#### Provided data
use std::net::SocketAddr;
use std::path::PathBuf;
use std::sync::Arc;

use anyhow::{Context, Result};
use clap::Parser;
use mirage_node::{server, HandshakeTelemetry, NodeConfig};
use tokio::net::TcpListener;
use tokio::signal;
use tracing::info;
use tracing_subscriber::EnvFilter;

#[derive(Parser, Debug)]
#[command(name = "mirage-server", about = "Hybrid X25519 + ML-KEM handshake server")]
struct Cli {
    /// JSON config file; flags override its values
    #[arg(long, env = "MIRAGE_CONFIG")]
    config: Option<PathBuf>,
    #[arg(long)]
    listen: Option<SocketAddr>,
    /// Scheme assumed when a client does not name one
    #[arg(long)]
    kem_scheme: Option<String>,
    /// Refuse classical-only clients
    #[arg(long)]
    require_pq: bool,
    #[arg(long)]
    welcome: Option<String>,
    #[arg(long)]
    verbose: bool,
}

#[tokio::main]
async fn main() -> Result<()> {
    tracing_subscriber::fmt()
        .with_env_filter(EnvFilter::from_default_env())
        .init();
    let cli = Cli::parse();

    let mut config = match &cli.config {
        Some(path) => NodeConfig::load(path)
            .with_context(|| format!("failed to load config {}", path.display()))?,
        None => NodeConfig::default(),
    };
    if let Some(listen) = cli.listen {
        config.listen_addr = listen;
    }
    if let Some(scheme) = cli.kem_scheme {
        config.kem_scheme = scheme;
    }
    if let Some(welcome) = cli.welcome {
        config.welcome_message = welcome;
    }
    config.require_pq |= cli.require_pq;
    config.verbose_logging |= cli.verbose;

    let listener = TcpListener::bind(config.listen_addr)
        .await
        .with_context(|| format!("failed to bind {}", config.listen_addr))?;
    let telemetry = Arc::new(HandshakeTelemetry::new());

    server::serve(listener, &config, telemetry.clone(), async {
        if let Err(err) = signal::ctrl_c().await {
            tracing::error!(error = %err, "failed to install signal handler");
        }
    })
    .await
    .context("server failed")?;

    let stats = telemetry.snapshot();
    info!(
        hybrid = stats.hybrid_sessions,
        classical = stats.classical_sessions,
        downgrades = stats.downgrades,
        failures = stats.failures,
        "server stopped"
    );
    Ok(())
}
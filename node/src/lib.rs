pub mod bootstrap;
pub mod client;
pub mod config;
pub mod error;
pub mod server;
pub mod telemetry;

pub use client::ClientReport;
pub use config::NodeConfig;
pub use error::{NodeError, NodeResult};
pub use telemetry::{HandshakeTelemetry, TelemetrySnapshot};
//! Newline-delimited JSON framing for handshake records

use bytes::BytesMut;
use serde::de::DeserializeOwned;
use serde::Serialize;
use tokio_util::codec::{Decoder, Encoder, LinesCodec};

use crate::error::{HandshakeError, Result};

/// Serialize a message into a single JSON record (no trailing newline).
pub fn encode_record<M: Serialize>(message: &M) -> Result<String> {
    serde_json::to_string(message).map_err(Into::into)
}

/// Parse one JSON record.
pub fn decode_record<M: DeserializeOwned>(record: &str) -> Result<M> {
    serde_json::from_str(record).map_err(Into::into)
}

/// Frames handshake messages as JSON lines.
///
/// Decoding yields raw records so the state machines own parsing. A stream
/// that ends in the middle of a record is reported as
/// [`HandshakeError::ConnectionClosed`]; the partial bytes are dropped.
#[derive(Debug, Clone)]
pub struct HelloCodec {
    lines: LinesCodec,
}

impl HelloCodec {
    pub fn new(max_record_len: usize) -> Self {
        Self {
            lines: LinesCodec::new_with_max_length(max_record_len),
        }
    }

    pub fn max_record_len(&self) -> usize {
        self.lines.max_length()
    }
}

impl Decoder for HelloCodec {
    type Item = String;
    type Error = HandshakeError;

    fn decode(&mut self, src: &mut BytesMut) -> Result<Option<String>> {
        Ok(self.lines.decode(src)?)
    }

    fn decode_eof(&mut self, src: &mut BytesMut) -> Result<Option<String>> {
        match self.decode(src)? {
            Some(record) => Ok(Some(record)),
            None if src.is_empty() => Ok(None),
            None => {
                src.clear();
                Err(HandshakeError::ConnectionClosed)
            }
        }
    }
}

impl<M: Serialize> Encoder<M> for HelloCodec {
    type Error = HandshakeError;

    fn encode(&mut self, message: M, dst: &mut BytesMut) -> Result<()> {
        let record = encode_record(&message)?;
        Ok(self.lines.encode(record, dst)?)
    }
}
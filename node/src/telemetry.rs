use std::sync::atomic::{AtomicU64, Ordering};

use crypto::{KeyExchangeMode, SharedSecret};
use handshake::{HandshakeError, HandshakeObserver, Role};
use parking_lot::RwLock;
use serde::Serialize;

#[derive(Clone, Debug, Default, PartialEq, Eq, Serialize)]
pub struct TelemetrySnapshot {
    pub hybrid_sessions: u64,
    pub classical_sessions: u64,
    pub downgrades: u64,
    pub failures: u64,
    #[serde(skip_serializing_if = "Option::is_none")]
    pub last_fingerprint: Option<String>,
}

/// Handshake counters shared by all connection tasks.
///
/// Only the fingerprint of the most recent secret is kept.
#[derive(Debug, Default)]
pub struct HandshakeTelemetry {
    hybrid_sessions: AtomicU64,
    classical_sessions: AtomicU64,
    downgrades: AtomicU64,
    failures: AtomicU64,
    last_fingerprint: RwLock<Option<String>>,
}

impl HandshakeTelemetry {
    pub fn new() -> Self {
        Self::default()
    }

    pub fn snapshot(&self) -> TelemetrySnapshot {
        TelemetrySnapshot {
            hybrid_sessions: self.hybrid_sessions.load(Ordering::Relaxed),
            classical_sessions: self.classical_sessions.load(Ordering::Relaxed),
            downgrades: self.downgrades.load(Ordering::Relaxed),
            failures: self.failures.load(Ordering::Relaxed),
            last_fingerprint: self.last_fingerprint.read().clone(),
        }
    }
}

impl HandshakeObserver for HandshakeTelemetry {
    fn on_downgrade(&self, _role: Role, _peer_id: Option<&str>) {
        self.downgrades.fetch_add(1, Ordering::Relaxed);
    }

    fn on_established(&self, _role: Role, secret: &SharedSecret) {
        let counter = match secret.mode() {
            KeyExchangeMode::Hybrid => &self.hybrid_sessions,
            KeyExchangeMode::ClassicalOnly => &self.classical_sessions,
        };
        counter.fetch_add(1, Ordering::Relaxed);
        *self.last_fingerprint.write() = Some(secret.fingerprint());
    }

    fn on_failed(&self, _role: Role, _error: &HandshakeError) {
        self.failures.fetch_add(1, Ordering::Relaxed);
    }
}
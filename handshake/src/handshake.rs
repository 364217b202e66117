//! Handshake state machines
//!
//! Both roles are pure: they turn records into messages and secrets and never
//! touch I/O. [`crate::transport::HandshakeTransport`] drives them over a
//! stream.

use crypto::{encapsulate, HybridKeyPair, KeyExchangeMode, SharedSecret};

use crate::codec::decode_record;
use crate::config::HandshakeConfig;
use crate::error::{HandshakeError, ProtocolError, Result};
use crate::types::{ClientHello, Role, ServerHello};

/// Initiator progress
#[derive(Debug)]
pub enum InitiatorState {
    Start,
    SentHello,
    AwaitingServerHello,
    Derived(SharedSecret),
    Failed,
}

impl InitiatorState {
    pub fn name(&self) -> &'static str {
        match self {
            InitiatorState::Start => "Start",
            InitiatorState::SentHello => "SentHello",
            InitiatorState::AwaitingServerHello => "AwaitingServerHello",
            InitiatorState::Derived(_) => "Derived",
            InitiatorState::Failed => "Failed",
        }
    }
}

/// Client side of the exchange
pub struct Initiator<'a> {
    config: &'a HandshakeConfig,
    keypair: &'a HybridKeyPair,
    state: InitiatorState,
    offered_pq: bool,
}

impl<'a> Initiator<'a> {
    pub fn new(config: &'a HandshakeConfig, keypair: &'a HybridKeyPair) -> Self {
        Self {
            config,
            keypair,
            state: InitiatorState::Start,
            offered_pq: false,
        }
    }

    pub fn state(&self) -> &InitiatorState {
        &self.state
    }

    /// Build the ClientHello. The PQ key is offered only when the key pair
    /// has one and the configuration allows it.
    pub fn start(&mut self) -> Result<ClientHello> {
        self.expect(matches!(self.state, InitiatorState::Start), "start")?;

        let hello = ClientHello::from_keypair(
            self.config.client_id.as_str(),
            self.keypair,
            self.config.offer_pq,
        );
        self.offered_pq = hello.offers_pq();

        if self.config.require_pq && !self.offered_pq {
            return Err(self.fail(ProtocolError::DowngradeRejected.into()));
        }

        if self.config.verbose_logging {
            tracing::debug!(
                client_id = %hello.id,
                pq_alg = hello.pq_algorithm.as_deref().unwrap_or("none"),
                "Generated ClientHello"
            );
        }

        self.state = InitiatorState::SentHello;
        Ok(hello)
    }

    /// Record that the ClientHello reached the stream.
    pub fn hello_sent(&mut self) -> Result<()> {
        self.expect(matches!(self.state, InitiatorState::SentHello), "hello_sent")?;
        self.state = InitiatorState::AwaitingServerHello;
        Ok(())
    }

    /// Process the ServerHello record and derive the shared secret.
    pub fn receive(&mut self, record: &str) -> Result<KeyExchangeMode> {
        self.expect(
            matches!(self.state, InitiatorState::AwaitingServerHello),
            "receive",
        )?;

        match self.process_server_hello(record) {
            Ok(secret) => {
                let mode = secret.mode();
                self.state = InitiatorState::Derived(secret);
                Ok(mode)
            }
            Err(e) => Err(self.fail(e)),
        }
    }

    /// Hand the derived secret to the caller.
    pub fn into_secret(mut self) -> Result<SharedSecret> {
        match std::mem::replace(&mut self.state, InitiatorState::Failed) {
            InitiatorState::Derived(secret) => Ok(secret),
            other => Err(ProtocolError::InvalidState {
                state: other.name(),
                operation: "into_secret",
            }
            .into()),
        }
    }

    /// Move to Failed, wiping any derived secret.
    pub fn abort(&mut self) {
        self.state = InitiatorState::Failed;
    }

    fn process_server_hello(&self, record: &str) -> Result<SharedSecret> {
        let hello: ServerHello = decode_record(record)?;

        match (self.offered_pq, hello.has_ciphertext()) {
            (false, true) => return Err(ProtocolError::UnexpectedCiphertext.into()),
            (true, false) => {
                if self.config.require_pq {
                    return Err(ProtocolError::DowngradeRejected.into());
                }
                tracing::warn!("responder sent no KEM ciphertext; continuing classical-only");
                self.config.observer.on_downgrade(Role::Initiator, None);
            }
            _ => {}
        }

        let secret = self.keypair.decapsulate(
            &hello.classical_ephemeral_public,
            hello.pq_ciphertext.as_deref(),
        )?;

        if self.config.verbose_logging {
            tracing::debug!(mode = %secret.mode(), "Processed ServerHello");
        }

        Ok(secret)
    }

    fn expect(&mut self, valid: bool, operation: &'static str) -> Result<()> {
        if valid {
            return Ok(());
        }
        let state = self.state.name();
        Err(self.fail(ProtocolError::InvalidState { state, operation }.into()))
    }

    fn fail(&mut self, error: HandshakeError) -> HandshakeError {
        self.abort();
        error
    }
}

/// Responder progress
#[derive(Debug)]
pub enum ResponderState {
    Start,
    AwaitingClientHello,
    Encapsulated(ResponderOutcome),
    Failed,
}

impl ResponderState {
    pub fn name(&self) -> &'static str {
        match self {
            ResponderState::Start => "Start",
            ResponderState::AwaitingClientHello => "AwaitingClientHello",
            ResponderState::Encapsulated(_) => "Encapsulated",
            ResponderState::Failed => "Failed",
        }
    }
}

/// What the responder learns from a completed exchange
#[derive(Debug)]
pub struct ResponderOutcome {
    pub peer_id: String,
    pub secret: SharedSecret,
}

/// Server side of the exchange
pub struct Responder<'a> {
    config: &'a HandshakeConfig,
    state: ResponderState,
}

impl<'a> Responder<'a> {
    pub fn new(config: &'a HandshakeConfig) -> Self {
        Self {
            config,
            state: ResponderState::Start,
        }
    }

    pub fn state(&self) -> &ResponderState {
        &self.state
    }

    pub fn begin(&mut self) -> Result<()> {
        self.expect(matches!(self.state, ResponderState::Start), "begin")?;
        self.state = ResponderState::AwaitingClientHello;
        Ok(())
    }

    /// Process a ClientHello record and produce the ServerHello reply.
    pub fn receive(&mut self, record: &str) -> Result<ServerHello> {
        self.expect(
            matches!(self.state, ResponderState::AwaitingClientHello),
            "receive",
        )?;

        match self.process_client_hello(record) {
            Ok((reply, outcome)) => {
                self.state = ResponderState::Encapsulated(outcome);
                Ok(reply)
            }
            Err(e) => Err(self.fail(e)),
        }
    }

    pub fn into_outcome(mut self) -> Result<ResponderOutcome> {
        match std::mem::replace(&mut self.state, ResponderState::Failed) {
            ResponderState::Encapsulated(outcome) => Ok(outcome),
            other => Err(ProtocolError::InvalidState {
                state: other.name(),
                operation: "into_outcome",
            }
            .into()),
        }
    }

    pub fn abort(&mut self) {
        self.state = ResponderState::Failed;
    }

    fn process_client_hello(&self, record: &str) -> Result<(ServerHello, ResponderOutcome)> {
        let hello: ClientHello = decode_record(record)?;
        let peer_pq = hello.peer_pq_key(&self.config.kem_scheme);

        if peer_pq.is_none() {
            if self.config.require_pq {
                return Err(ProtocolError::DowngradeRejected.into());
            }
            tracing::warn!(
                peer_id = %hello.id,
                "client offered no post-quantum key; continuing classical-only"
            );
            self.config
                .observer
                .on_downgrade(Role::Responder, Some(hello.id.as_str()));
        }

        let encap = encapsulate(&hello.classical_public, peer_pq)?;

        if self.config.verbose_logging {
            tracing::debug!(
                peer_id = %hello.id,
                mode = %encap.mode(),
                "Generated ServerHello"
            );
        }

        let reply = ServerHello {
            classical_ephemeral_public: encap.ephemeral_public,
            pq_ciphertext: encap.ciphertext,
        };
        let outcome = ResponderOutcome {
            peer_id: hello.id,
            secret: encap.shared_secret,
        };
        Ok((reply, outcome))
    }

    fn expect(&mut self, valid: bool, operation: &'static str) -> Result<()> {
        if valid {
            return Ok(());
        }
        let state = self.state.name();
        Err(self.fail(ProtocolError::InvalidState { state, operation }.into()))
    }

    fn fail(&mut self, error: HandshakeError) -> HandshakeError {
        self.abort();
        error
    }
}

#### What is required
The answer should be the first line of the material and every line after it through the line containing "async fn main()", exactly as written, and nothing else.

#### Solved problem
use std::net::SocketAddr;
use std::path::PathBuf;
use std::sync::Arc;

use anyhow::{Context, Result};
use clap::Parser;
use mirage_node::{server, HandshakeTelemetry, NodeConfig};
use tokio::net::TcpListener;
use tokio::signal;
use tracing::info;
use tracing_subscriber::EnvFilter;

#[derive(Parser, Debug)]
#[command(name = "mirage-server", about = "Hybrid X25519 + ML-KEM handshake server")]
struct Cli {
    /// JSON config file; flags override its values
    #[arg(long, env = "MIRAGE_CONFIG")]
    config: Option<PathBuf>,
    #[arg(long)]
    listen: Option<SocketAddr>,
    /// Scheme assumed when a client does not name one
    #[arg(long)]
    kem_scheme: Option<String>,
    /// Refuse classical-only clients
    #[arg(long)]
    require_pq: bool,
    #[arg(long)]
    welcome: Option<String>,
    #[arg(long)]
    verbose: bool,
}

#[tokio::main]
async fn main() -> Result<()> {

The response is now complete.